Buenas...ante todo decir que no soy profesional ni me dedico a reparar enseres salvo los de mi familia...el problema lo tengo con un horno teka electrico viejo....saltaba el diferencial en casa de mis padres...reviso y veo que el termostato no corta y que una resistencia esta dañada...la otra me da un valor de unos 35 onhmios..cambio todo, menos la resistencia superior..pero sigue saltando en la posicion superior...la inferior funciona perfectamente. Cambio la superior y me sigue saltando..a todo esto el termostato corta a la temperatura pero no se apaga el piloto que se supone señaliza que el horno esta apagado, sin embargo la resistencia si que corta(la inferior).
Sigo probando, desconecto tierra del horno y  conecto..y sigue saltando el diferencial..
No se los amperios del diferencial pero es de los viejos de los alargados con una palanquita
el horno es basico..conmutador de 4 posiciones 0 ,inferior,superior e inferior,superior...un termostato, piloto de señalizacion y luz interior con interuptor....
tiro el horno?


----------



## phavlo (Oct 13, 2021)

Mediste que no tenga fugas con la carcaza/chasis del horno ? 
El termostato también lo cambiaste ?


----------



## asilvestrao (Oct 14, 2021)

Buenas...si cambie termostato y las dos resistencias...la de abajo va bien...no me salta el diferencial,ni corta la luz...pero la de arriba si...ni siquiera con la toma de tierra del horno quitada, sigue saltando...el caso es que a veces no salta del todo el diferencial...o sea que no se baja la palanca...pero si se va la luz..no creo que sea por consumo porque la resistencia de arriba es practicamente igual


----------



## Pinchavalvulas (Oct 14, 2021)

asilvestrao dijo:


> No se los amperios del diferencial pero es de los viejos de los alargados con una palanquita


Siempre llevan una pegatina con los Amperios y además pintado en negro sobre el plástico. Los diferenciales son los más anchos ¿cuántos contactos/conexiones tiene? 



asilvestrao dijo:


> a veces no salta del todo el diferencial...o sea que no se baja la palanca...pero si se va la luz..

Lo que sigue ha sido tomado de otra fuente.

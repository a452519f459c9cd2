//! Hangman Core — shared abstractions.
//!
//! This crate defines the traits and types that the word, engine and store
//! crates depend on. It contains no game rules and no infrastructure code.

pub mod clock;
pub mod error;
pub mod event;
pub mod rng;
pub mod store;
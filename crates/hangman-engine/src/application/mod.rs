//! Application layer: the orchestrator, persistence gateway and read views.

pub mod machine;
pub mod persistence;
pub mod queries;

Eso no es normal, si se va la luz sin saltar la palanca es que no está bien o tienes un problema en la instalación eléctrica.


----------



## asilvestrao (Oct 14, 2021)

Ya.*.** L*a historia es que solo se va cuando conecto el horno en la parte superior.*...*
*N*o salta con ningún electrodoméstico*,* ni siquiera con el horno a 200 grados con la resistencia inferior.


----------



## DOSMETROS (Oct 14, 2021)

Si la resistencia superior no tiene fuga podría ser algún cable . . .


----------



## asilvestrao (Oct 14, 2021)

*L*a resistencia es nueva y creo que no tiene fuga*.
L*a med*í* con el tester y daba 230*,* de hecho*, *hasta que no calienta no suele saltar o irse la luz.*.
P*uede ser un cable con mal aislamiento o algo que no he revisado y tengo dudas del conmutador.*.*
*¿P*uede ser el causante de la aver*í*a en la posici*ó*n de arriba? *¿Có*mo tendr*í*a que revisarlo?
*Y* otra cosa que me dej*ó* descolocado*, *fue que recordaba ese horno y estoy casi seguro que el piloto de encendido se apagaba cuando llegaba a*-*la temperatura de consigna.*..
A*hora no se apaga cuando el termostato corta a la temperatura.*..*
El termostato funciona bien*,* lo he probado a diferentes rangos de temperatura para ver si cortaba con un term*ó*metro*, *y lo hace.


----------



## DOSMETROS (Oct 14, 2021)

Por las dudas intercambia ambas resistencias para cerciorarse que aún nueva no presente fuga al calentarse.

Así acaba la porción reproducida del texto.